Work order: Search the entries for lines that contain the word "Result", and report each one found.
Start of Available data
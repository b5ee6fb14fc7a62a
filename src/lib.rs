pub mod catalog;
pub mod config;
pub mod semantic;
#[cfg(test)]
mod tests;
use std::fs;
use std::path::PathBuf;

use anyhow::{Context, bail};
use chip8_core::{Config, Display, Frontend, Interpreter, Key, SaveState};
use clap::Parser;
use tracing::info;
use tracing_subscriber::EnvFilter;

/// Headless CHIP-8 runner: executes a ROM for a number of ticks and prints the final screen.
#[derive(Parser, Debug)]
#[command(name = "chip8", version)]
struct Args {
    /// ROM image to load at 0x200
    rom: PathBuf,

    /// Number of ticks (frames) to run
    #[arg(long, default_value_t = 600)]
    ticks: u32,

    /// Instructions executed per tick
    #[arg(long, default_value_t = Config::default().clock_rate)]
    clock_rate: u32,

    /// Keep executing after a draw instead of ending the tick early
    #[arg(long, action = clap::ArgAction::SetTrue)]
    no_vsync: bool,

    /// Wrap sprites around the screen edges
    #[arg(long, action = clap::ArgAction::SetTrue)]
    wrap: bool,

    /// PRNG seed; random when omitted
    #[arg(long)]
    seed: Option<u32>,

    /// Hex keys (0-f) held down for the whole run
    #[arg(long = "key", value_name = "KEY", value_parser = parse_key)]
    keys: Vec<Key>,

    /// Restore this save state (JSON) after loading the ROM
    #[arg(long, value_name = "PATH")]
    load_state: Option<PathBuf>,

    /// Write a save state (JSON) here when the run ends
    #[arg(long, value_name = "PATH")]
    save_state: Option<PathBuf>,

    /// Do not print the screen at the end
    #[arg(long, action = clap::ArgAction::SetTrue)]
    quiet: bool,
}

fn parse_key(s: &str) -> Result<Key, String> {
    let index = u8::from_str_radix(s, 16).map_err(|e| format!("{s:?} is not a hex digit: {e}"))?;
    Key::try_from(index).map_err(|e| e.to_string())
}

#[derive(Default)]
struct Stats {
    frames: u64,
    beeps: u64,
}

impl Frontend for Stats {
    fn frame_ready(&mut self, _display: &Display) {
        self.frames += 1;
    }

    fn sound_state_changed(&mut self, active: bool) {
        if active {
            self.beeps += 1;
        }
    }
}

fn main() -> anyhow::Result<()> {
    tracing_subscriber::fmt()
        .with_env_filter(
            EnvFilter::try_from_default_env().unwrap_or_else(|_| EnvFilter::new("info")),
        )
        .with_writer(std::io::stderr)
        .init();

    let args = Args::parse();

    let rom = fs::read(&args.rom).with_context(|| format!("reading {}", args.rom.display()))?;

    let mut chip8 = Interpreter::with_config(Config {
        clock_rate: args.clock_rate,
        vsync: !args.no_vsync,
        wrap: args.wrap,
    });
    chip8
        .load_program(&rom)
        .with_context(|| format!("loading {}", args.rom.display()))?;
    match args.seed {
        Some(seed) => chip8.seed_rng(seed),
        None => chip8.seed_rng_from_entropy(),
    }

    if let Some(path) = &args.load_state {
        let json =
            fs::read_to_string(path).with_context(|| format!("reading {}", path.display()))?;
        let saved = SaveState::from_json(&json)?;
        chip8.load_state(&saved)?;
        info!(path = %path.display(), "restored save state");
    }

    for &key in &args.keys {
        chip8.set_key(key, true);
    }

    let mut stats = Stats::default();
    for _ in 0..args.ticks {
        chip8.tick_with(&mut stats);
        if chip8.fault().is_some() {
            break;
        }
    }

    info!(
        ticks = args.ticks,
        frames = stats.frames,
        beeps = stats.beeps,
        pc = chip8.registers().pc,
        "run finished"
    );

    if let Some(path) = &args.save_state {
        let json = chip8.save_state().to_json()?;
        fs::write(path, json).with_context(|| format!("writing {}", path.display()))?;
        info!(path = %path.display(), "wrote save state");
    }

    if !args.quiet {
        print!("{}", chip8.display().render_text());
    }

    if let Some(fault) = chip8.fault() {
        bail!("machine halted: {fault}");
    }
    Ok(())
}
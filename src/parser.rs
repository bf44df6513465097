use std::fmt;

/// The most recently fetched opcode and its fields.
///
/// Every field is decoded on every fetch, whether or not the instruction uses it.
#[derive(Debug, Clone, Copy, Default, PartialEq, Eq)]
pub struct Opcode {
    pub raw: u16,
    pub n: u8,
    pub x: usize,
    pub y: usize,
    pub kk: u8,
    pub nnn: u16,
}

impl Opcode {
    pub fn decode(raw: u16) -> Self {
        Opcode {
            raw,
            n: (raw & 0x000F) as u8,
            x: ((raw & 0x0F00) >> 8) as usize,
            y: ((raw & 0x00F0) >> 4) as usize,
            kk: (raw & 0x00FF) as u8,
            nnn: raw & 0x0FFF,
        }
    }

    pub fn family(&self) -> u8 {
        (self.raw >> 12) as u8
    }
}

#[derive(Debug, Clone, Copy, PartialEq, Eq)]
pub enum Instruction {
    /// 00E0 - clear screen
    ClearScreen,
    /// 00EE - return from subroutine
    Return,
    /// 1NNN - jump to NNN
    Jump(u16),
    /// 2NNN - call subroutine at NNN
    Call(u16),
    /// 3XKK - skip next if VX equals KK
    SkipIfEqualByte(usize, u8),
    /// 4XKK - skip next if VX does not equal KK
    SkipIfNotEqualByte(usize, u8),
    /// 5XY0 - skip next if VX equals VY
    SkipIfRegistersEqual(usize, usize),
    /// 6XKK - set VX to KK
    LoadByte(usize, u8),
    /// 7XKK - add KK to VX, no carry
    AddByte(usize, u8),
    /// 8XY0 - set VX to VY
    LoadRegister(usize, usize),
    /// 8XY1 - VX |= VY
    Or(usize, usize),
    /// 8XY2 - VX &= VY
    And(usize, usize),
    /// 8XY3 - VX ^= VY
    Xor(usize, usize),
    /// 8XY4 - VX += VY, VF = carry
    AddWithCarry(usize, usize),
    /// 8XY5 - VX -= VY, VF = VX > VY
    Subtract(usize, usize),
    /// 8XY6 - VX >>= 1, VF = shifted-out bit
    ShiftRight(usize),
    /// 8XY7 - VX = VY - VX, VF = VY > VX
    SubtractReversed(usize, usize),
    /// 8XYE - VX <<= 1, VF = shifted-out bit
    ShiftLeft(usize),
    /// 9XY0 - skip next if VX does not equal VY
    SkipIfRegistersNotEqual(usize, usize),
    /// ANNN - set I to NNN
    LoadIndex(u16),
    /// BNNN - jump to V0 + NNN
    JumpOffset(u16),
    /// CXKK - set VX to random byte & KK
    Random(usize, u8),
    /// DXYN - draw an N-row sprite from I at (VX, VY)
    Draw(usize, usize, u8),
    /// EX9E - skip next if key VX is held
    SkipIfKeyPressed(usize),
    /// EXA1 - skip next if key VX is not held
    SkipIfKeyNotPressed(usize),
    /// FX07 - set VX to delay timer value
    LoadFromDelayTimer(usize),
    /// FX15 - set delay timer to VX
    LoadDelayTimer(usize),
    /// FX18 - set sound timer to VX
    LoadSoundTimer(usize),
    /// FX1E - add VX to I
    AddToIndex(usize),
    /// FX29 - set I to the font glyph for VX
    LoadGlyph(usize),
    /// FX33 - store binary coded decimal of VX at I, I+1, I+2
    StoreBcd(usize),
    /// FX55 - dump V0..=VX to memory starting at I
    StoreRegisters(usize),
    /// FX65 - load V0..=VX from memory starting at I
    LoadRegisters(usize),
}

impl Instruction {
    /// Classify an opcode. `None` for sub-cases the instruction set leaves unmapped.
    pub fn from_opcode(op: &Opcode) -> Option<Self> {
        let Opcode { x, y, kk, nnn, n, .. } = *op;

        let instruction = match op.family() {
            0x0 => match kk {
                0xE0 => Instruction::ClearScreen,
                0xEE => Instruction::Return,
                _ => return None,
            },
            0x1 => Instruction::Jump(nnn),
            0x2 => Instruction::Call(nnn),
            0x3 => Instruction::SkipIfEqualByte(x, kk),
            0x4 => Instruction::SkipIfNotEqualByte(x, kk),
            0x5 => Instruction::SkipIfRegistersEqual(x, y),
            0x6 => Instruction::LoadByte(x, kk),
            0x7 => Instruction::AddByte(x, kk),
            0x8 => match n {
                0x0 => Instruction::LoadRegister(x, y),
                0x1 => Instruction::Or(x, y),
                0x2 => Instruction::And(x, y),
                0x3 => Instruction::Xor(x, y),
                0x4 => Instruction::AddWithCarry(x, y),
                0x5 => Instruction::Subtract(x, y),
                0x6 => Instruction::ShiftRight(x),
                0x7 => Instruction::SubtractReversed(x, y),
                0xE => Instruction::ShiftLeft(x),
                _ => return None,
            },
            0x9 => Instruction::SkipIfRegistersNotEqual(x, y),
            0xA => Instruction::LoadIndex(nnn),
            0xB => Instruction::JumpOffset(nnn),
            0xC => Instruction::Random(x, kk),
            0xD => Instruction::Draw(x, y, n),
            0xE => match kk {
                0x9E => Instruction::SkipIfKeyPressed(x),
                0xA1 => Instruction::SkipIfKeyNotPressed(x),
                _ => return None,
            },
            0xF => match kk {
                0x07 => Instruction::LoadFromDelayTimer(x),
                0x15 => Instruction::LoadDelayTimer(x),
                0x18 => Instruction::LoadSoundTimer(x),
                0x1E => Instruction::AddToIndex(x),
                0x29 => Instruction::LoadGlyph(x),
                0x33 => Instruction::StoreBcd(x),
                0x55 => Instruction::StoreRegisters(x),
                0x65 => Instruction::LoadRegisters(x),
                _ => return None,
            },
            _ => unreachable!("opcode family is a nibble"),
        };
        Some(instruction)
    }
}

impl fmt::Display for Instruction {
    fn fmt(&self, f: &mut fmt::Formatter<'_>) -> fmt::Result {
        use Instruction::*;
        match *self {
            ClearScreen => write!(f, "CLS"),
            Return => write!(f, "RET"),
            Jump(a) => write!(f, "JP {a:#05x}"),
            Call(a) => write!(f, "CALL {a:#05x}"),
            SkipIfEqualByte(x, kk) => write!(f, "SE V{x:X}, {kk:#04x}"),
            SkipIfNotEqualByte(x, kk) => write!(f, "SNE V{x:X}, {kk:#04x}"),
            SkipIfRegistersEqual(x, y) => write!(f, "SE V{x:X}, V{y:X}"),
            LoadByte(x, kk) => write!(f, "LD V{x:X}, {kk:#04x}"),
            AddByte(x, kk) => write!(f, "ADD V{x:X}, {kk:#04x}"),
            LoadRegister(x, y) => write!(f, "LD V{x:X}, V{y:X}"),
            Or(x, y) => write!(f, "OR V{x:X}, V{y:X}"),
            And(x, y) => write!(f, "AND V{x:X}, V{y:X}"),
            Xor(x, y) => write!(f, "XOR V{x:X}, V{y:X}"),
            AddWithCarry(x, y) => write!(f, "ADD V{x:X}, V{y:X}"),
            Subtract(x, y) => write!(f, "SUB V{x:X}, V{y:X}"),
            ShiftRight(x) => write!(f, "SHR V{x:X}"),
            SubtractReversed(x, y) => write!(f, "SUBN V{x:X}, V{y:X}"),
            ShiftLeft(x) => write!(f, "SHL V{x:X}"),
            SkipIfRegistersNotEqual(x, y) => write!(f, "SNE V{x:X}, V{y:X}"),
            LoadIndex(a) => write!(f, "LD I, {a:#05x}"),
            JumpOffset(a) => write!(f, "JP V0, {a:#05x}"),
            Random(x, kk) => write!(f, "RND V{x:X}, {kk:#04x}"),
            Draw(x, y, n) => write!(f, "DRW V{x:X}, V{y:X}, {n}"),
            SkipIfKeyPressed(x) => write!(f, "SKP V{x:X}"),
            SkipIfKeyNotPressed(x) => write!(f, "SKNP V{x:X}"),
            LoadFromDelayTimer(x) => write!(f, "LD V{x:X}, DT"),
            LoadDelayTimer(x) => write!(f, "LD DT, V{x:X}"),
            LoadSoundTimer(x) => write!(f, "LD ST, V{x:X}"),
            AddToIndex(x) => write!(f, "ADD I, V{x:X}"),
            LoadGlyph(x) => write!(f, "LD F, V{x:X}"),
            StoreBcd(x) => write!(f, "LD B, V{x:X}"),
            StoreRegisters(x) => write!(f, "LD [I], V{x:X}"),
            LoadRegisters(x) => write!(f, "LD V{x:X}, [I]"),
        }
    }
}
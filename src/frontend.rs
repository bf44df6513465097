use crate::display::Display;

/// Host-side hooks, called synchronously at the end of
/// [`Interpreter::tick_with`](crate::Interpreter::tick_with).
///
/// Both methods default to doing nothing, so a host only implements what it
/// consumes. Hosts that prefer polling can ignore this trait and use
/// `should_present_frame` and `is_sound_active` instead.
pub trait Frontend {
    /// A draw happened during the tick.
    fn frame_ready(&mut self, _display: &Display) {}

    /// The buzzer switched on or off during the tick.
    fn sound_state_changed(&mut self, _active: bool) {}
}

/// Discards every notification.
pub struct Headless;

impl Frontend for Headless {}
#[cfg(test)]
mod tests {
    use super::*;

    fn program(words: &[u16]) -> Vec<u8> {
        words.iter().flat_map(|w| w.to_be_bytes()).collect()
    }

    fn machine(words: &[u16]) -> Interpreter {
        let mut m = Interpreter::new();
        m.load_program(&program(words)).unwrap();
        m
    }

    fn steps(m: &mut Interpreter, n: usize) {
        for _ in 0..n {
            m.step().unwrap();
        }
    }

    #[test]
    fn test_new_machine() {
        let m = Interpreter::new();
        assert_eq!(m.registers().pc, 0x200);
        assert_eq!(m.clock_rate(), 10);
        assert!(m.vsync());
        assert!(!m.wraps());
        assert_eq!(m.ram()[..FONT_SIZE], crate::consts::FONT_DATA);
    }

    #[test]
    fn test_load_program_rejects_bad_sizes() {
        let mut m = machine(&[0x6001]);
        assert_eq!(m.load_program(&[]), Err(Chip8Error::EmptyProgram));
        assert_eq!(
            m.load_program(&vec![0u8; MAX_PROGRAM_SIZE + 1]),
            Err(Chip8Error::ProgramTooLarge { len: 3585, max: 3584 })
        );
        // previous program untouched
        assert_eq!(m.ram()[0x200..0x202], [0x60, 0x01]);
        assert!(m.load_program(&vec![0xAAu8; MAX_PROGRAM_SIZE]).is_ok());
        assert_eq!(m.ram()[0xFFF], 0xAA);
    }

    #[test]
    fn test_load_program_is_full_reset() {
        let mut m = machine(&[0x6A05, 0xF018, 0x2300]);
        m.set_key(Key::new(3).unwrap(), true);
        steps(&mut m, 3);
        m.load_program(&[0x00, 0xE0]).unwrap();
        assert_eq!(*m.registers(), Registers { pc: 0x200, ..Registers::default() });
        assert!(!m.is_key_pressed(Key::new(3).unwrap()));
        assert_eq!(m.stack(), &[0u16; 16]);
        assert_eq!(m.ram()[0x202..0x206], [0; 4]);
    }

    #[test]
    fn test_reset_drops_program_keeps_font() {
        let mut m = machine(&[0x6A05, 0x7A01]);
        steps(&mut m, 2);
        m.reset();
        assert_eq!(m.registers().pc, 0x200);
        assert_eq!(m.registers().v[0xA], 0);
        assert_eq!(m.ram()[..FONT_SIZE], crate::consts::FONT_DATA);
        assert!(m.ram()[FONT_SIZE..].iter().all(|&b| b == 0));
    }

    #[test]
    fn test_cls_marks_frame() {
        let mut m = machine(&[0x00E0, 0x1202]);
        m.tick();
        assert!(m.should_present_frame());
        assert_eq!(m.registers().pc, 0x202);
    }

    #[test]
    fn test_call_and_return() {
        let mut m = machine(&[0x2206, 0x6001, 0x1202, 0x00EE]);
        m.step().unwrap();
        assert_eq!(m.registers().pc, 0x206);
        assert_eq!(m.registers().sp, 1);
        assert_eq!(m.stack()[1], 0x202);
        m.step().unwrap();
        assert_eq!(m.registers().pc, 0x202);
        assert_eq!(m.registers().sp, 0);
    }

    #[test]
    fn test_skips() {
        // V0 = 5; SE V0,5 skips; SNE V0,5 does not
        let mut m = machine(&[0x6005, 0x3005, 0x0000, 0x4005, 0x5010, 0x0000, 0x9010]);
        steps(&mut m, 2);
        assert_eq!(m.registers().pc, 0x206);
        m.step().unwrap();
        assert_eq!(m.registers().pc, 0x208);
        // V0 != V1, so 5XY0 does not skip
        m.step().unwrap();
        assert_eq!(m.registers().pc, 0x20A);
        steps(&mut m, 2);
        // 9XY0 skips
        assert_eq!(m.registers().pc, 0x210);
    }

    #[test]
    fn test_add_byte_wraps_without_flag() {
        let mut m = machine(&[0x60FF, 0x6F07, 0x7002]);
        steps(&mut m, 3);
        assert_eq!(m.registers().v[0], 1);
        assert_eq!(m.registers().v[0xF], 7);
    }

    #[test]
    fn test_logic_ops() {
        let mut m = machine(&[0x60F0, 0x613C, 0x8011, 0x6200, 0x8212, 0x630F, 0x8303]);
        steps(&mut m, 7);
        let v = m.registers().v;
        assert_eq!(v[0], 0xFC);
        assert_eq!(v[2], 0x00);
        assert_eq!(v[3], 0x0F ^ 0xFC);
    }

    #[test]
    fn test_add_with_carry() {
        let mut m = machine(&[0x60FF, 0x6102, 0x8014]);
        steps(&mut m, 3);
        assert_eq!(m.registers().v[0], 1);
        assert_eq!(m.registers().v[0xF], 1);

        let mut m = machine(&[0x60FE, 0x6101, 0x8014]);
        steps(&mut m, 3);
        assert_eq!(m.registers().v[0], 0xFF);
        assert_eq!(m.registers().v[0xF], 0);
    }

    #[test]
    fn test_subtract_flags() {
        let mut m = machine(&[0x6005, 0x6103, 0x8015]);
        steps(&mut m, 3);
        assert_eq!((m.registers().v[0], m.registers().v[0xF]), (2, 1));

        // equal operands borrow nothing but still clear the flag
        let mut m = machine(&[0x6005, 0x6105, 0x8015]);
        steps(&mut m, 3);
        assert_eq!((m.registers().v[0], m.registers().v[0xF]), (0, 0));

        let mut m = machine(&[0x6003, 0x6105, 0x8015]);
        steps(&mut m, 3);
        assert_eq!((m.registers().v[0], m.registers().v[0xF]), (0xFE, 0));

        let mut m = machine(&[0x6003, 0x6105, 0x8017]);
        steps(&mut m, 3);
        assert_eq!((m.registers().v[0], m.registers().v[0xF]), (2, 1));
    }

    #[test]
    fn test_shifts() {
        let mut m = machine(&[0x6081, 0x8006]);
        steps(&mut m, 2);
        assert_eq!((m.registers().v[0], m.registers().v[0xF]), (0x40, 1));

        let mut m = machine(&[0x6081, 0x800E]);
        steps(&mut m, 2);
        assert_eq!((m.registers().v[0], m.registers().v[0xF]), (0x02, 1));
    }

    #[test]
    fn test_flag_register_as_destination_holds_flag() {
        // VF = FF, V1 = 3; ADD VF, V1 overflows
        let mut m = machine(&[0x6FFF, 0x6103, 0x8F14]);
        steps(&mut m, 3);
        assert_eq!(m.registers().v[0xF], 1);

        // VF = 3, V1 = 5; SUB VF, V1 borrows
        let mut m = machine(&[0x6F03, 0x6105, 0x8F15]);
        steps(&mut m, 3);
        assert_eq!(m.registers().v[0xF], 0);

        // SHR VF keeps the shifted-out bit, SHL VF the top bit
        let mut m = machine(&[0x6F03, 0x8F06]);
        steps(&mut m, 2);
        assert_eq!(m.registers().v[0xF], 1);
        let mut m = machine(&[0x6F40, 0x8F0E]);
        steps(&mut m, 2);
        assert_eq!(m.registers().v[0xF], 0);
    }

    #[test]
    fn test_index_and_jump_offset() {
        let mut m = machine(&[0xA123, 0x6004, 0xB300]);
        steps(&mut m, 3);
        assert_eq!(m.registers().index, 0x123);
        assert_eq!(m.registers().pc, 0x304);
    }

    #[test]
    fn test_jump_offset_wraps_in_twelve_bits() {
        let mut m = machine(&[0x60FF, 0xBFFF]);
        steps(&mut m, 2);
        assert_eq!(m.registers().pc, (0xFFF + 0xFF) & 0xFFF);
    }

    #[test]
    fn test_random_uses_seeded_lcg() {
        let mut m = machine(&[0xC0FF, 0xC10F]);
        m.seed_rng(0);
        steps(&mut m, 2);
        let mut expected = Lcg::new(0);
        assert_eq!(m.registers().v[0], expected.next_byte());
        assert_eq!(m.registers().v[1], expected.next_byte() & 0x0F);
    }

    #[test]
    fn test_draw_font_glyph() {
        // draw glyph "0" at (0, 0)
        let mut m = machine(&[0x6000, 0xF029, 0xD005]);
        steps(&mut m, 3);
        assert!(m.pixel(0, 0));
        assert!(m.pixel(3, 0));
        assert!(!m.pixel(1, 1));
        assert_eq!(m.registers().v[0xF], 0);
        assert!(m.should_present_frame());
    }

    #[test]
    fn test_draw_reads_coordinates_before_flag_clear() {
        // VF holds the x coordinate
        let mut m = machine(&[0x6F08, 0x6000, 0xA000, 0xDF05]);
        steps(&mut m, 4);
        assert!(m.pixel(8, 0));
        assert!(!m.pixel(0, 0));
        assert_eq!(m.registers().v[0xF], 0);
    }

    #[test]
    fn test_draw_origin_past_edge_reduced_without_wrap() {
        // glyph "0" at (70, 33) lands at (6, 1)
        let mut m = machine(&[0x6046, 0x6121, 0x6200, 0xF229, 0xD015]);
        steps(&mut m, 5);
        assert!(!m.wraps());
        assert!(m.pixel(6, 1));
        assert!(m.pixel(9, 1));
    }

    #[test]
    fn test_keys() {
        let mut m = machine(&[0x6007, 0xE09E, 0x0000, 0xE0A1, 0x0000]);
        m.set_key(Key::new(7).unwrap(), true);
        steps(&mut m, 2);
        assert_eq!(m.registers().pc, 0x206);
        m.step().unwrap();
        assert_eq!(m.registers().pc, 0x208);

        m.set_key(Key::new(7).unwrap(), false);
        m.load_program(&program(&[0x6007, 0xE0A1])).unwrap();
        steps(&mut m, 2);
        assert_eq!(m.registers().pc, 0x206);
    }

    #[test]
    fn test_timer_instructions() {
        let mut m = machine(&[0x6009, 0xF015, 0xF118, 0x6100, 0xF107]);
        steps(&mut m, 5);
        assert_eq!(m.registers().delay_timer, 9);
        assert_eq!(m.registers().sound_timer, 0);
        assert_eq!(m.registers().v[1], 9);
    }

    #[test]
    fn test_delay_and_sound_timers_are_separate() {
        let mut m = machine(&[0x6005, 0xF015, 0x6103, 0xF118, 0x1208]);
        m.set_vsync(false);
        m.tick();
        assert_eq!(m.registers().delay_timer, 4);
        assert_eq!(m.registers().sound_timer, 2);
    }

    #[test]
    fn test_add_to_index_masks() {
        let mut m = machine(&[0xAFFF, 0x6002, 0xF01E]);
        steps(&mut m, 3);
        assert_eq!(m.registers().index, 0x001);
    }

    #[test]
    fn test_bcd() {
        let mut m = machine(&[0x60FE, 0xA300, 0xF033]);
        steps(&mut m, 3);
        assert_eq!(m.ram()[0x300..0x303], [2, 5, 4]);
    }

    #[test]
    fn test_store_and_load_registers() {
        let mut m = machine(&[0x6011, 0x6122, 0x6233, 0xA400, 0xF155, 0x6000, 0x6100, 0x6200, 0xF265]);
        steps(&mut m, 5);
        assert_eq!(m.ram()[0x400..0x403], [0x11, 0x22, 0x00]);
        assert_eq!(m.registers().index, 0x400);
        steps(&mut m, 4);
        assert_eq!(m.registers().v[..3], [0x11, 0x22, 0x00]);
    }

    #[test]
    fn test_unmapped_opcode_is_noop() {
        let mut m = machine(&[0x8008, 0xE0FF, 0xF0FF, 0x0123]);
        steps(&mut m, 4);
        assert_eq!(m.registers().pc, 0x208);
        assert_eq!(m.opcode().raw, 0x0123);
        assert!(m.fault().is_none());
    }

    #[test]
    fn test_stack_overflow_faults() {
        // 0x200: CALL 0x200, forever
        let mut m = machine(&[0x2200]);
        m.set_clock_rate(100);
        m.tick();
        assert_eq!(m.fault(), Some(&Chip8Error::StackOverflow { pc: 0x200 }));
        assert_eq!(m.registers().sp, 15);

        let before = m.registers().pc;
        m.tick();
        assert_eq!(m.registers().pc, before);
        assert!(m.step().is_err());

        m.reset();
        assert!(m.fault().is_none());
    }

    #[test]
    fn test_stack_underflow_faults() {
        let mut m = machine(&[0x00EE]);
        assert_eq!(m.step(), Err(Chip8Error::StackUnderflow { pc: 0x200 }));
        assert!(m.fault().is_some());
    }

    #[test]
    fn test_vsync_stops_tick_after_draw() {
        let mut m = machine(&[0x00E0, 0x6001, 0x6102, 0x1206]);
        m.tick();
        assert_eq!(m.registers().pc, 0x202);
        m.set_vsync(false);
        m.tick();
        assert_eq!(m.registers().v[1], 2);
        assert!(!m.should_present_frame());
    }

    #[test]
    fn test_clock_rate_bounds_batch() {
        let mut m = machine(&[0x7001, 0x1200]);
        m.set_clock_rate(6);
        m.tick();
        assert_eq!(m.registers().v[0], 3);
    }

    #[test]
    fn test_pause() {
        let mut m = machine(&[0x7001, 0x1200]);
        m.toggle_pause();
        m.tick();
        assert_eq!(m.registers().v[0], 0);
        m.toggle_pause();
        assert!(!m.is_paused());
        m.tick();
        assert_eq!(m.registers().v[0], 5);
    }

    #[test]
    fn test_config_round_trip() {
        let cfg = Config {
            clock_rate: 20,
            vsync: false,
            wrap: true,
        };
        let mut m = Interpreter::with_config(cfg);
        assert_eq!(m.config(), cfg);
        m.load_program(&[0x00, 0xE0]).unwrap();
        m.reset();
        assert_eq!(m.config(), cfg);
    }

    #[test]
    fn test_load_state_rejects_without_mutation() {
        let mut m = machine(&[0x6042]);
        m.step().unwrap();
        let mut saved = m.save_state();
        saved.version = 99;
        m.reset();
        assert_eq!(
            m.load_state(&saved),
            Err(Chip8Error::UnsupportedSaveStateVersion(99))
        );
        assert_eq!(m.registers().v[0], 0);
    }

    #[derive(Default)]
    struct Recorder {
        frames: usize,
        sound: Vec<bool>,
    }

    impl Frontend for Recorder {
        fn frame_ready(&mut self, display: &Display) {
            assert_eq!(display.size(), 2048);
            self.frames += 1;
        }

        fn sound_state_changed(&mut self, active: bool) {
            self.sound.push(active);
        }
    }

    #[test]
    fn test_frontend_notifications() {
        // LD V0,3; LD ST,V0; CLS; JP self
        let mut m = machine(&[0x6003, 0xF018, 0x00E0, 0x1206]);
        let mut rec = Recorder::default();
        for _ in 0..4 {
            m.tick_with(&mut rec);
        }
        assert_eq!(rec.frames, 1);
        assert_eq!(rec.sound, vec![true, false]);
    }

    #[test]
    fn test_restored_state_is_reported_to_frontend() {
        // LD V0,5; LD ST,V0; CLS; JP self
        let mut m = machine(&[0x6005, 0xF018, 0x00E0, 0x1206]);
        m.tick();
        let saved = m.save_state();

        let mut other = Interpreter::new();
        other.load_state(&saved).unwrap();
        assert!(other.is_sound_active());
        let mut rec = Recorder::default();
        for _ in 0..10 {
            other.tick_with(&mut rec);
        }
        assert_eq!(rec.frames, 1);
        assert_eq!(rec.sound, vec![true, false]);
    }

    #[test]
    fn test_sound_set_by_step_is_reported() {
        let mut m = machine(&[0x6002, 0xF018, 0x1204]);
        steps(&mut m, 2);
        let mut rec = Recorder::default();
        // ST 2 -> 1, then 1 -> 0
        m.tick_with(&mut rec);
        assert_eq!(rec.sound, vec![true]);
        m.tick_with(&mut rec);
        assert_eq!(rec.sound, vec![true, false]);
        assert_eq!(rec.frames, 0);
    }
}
End of Available data
Task solution:
fn parse_key(s: &str) -> Result<Key, String> {
fn main() -> anyhow::Result<()> {
    fn fmt(&self, f: &mut fmt::Formatter<'_>) -> fmt::Result {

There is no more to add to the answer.